Collected data entries:
....................
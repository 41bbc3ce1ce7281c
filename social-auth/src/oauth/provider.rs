//! Authentication provider trait and the values exchanged around it.

use std::collections::HashMap;

use async_trait::async_trait;
use url::Url;

use super::AuthenticatedClient;
use crate::error::{oauth_error, Error, OAuthErrorKind};

/// Where to send the user, and the `state` that must come back on the callback.
#[derive(Debug, Clone)]
pub struct RedirectToAuthenticateSettings {
    /// Provider URL the user agent is redirected to.
    pub redirect_uri: Url,
    /// CSRF token the caller keeps and later compares against the callback.
    pub state: String,
}

/// Decoded querystring of the provider's redirect back to the callback URL.
#[derive(Debug, Clone, Default, PartialEq)]
pub struct CallbackQuery {
    params: HashMap<String, String>,
}

impl CallbackQuery {
    /// Parse the query of a full callback URL.
    pub fn from_url(url: &Url) -> Self {
        url.query_pairs().into_owned().collect()
    }

    /// Parse a raw querystring, with or without the leading `?`.
    pub fn from_query_str(query: &str) -> Self {
        url::form_urlencoded::parse(query.trim_start_matches('?').as_bytes())
            .into_owned()
            .collect()
    }

    pub fn get(&self, key: &str) -> Option<&str> {
        self.params.get(key).map(String::as_str)
    }

    /// Get a parameter that must be present and non-empty.
    pub fn require(&self, key: &str) -> Result<&str, Error> {
        self.get(key).filter(|v| !v.is_empty()).ok_or_else(|| {
            oauth_error(
                OAuthErrorKind::MissingParameter,
                &format!("Callback is missing the '{}' parameter", key),
            )
        })
    }

    pub fn contains(&self, key: &str) -> bool {
        self.params.contains_key(key)
    }
}

impl FromIterator<(String, String)> for CallbackQuery {
    fn from_iter<I: IntoIterator<Item = (String, String)>>(iter: I) -> Self {
        Self {
            params: iter.into_iter().collect(),
        }
    }
}

/// Trait for social login providers.
///
/// A login is two calls on two different HTTP requests:
/// - `redirect_to_authenticate` when the user clicks "sign in with …"
/// - `authenticate_client` when the provider redirects back to the callback
#[async_trait]
pub trait AuthenticationProvider: Send + Sync {
    /// Lower-case provider name, e.g. `"google"`.
    fn name(&self) -> &str;

    /// Build the provider redirect and a fresh `state`.
    ///
    /// OAuth 1.0a providers obtain a request token here, and OpenID providers
    /// discover their endpoint, so this may call the network.
    ///
    /// # Arguments
    ///
    /// * `callback_uri` - Where the provider sends the user back to
    async fn redirect_to_authenticate(
        &self,
        callback_uri: &Url,
    ) -> Result<RedirectToAuthenticateSettings, Error>;

    /// Complete the login from the provider's callback.
    ///
    /// The callback `state` is compared with `expected_state` before any
    /// network call is made.
    ///
    /// # Arguments
    ///
    /// * `query` - Querystring received on the callback
    /// * `expected_state` - The `state` issued by `redirect_to_authenticate`
    /// * `callback_uri` - The callback URI used when redirecting
    async fn authenticate_client(
        &self,
        query: &CallbackQuery,
        expected_state: &str,
        callback_uri: &Url,
    ) -> Result<AuthenticatedClient, Error>;
}

/// Append `state` to a callback URI, for flows whose provider only echoes the return URL.
pub(crate) fn callback_with_state(callback_uri: &Url, state: &str) -> Url {
    let mut url = callback_uri.clone();
    url.query_pairs_mut().append_pair("state", state);
    url
}

#[cfg(test)]
mod tests {
    use super::*;
    use crate::error::ErrorKind;

    #[test]
    fn test_callback_query_from_url() {
        let url = Url::parse("https://app.test/callback?code=abc%20d&state=xyz").unwrap();
        let query = CallbackQuery::from_url(&url);

        assert_eq!(query.get("code"), Some("abc d"));
        assert_eq!(query.get("state"), Some("xyz"));
        assert_eq!(query.get("missing"), None);
    }

    #[test]
    fn test_callback_query_from_query_str() {
        let query = CallbackQuery::from_query_str("?oauth_token=t&oauth_verifier=v");
        assert_eq!(query.get("oauth_token"), Some("t"));
        assert_eq!(query.get("oauth_verifier"), Some("v"));
    }

    #[test]
    fn test_require_rejects_empty_value() {
        let query = CallbackQuery::from_query_str("code=");
        let err = query.require("code").unwrap_err();
        assert_eq!(
            err.error_kind,
            ErrorKind::OAuth(OAuthErrorKind::MissingParameter)
        );
    }

    #[test]
    fn test_callback_with_state_keeps_existing_query() {
        let callback = Url::parse("https://app.test/cb?provider=twitter").unwrap();
        let url = callback_with_state(&callback, "s1");
        assert_eq!(url.as_str(), "https://app.test/cb?provider=twitter&state=s1");
    }
}
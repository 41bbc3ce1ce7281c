//! Parsing of token endpoint responses, JSON or form-encoded.

use serde_json::{Map, Value};

use crate::error::{oauth_error, oauth_error_from, Error, OAuthErrorKind};
use crate::http::parse_form;
use crate::oauth::AccessToken;

/// Body encoding used by a provider's token endpoint.
#[derive(Debug, Clone, Copy, PartialEq, Eq)]
pub enum TokenResponseFormat {
    Json,
    /// `access_token=…&expires=…`, as Facebook and GitHub answer by default.
    FormEncoded,
}

/// Parse a token endpoint body into an access token.
///
/// A provider-reported `error` fails the exchange; so does a missing `access_token`.
pub fn parse_token_response(body: &str, format: TokenResponseFormat) -> Result<AccessToken, Error> {
    let fields = match format {
        TokenResponseFormat::Json => match serde_json::from_str::<Value>(body) {
            Ok(Value::Object(map)) => map,
            Ok(_) => {
                return Err(oauth_error(
                    OAuthErrorKind::InvalidResponse,
                    "Token response is not a JSON object",
                ))
            }
            Err(e) => return Err(oauth_error_from(OAuthErrorKind::InvalidResponse, e)),
        },
        TokenResponseFormat::FormEncoded => parse_form(body)
            .into_iter()
            .map(|(key, value)| (key, Value::String(value)))
            .collect(),
    };

    if let Some(error) = fields.get("error") {
        return Err(oauth_error(
            OAuthErrorKind::TokenExchangeFailed,
            &format!("Provider returned an error: {}", describe_error(error, &fields)),
        ));
    }

    let access_token = fields
        .get("access_token")
        .and_then(Value::as_str)
        .filter(|token| !token.is_empty())
        .ok_or_else(|| {
            oauth_error(
                OAuthErrorKind::MissingField,
                "Token response has no 'access_token'",
            )
        })?;

    let token = AccessToken::new(access_token.to_string());
    let expires_in = fields
        .get("expires_in")
        .or_else(|| fields.get("expires"))
        .and_then(as_seconds);

    Ok(match expires_in {
        Some(seconds) if seconds > 0 => token.expires_in(seconds),
        _ => token,
    })
}

fn describe_error(error: &Value, fields: &Map<String, Value>) -> String {
    match error {
        Value::String(code) => match fields.get("error_description").and_then(Value::as_str) {
            Some(description) => format!("{} ({})", code, description),
            None => code.clone(),
        },
        // Graph API style: {"error": {"message": "...", "type": "..."}}
        Value::Object(inner) => inner
            .get("message")
            .and_then(Value::as_str)
            .unwrap_or("unknown error")
            .to_string(),
        other => other.to_string(),
    }
}

fn as_seconds(value: &Value) -> Option<i64> {
    match value {
        Value::Number(n) => n.as_i64(),
        Value::String(s) => s.trim().parse().ok(),
        _ => None,
    }
}

#[cfg(test)]
mod tests {
    use super::*;
    use crate::error::ErrorKind;
    use secrecy::ExposeSecret;

    #[test]
    fn test_json_token_with_expiry() {
        let token = parse_token_response(
            r#"{"access_token":"ya29.abc","expires_in":3599,"token_type":"Bearer"}"#,
            TokenResponseFormat::Json,
        )
        .unwrap();

        assert_eq!(token.public_token.expose_secret(), "ya29.abc");
        assert!(token.expires_on.is_some());
        assert!(!token.is_expired());
    }

    #[test]
    fn test_form_token_with_string_expiry() {
        let token = parse_token_response(
            "access_token=EAAB%7Cxyz&expires=5183999",
            TokenResponseFormat::FormEncoded,
        )
        .unwrap();

        assert_eq!(token.public_token.expose_secret(), "EAAB|xyz");
        assert!(token.expires_on.is_some());
    }

    #[test]
    fn test_form_token_without_expiry() {
        let token = parse_token_response(
            "access_token=gho_123&scope=user%3Aemail&token_type=bearer",
            TokenResponseFormat::FormEncoded,
        )
        .unwrap();

        assert!(token.expires_on.is_none());
    }

    #[test]
    fn test_out_of_range_expiry_is_ignored() {
        let token = parse_token_response(
            r#"{"access_token":"t","expires_in":9223372036854775807}"#,
            TokenResponseFormat::Json,
        )
        .unwrap();

        assert_eq!(token.public_token.expose_secret(), "t");
        assert!(token.expires_on.is_none());
    }

    #[test]
    fn test_expiry_past_the_calendar_is_ignored() {
        let token = parse_token_response(
            "access_token=t&expires=93000000000000",
            TokenResponseFormat::FormEncoded,
        )
        .unwrap();

        assert!(token.expires_on.is_none());
        assert!(!token.is_expired());
    }

    #[test]
    fn test_missing_access_token() {
        let err = parse_token_response(r#"{"token_type":"Bearer"}"#, TokenResponseFormat::Json)
            .unwrap_err();
        assert_eq!(err.error_kind, ErrorKind::OAuth(OAuthErrorKind::MissingField));
    }

    #[test]
    fn test_provider_error_with_description() {
        let err = parse_token_response(
            "error=bad_verification_code&error_description=The+code+passed+is+incorrect",
            TokenResponseFormat::FormEncoded,
        )
        .unwrap_err();

        assert_eq!(
            err.error_kind,
            ErrorKind::OAuth(OAuthErrorKind::TokenExchangeFailed)
        );
        assert!(err
            .message_chain()
            .contains("bad_verification_code (The code passed is incorrect)"));
    }

    #[test]
    fn test_graph_style_error_object() {
        let err = parse_token_response(
            r#"{"error":{"message":"Invalid verification code format.","type":"OAuthException"}}"#,
            TokenResponseFormat::Json,
        )
        .unwrap_err();

        assert!(err.message_chain().contains("Invalid verification code format."));
    }

    #[test]
    fn test_invalid_json() {
        let err = parse_token_response("access_token=abc", TokenResponseFormat::Json).unwrap_err();
        assert_eq!(
            err.error_kind,
            ErrorKind::OAuth(OAuthErrorKind::InvalidResponse)
        );
    }
}
//! Normalized user profile and the terminal result of a login flow.

use serde::{Deserialize, Serialize};

use super::AccessToken;
use crate::error::Error;

/// Maps a provider's JSON profile response to a `UserInformation`.
pub type ProfileMapper = fn(&serde_json::Value) -> Result<UserInformation, Error>;

/// Gender as reported by a provider, normalized.
#[derive(Debug, Clone, Copy, Default, PartialEq, Eq, Serialize, Deserialize)]
#[serde(rename_all = "snake_case")]
pub enum Gender {
    #[default]
    Unknown,
    Male,
    Female,
}

impl Gender {
    /// Map a provider's free-form value (`"male"`, `"F"`, …) to a gender.
    pub fn from_provider_value(value: &str) -> Self {
        match value.trim().to_lowercase().as_str() {
            "male" | "m" => Gender::Male,
            "female" | "f" => Gender::Female,
            _ => Gender::Unknown,
        }
    }
}

/// User profile mapped from a provider-specific response.
#[derive(Debug, Clone, Default, PartialEq, Serialize, Deserialize)]
pub struct UserInformation {
    /// Provider's unique user identifier.
    pub id: String,
    pub name: Option<String>,
    pub email: Option<String>,
    pub locale: Option<String>,
    pub user_name: Option<String>,
    pub gender: Gender,
    /// Profile picture URL.
    pub picture: Option<String>,
}

/// Provider name, access token and user profile of a completed login.
#[derive(Debug, Clone)]
pub struct AuthenticatedClient {
    pub provider_name: String,
    /// `None` for OpenID 2.0 logins, which never issue a token.
    pub access_token: Option<AccessToken>,
    pub user_information: UserInformation,
}

#[cfg(test)]
mod tests {
    use super::*;

    #[test]
    fn test_gender_from_provider_value() {
        assert_eq!(Gender::from_provider_value("male"), Gender::Male);
        assert_eq!(Gender::from_provider_value("M"), Gender::Male);
        assert_eq!(Gender::from_provider_value(" Female "), Gender::Female);
        assert_eq!(Gender::from_provider_value("f"), Gender::Female);
        assert_eq!(Gender::from_provider_value("other"), Gender::Unknown);
        assert_eq!(Gender::from_provider_value(""), Gender::Unknown);
    }

    #[test]
    fn test_user_information_serializes_gender_snake_case() {
        let user = UserInformation {
            id: "42".to_string(),
            gender: Gender::Female,
            ..Default::default()
        };
        let json = serde_json::to_value(&user).unwrap();
        assert_eq!(json["gender"], "female");
        assert_eq!(json["id"], "42");
    }
}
....................
Problem details:
Starting with the first line of the entries, transcribe every line up to and including the one with "pub struct RedirectToAuthenticateSettings".

Exercise response:
repository 41bbc3ce1ce7281c
filename social-auth/src/oauth/provider.rs
//! Authentication provider trait and the values exchanged around it.

use std::collections::HashMap;

use async_trait::async_trait;
use url::Url;

use super::AuthenticatedClient;
use crate::error::{oauth_error, Error, OAuthErrorKind};

/// Where to send the user, and the `state` that must come back on the callback.
#[derive(Debug, Clone)]
pub struct RedirectToAuthenticateSettings {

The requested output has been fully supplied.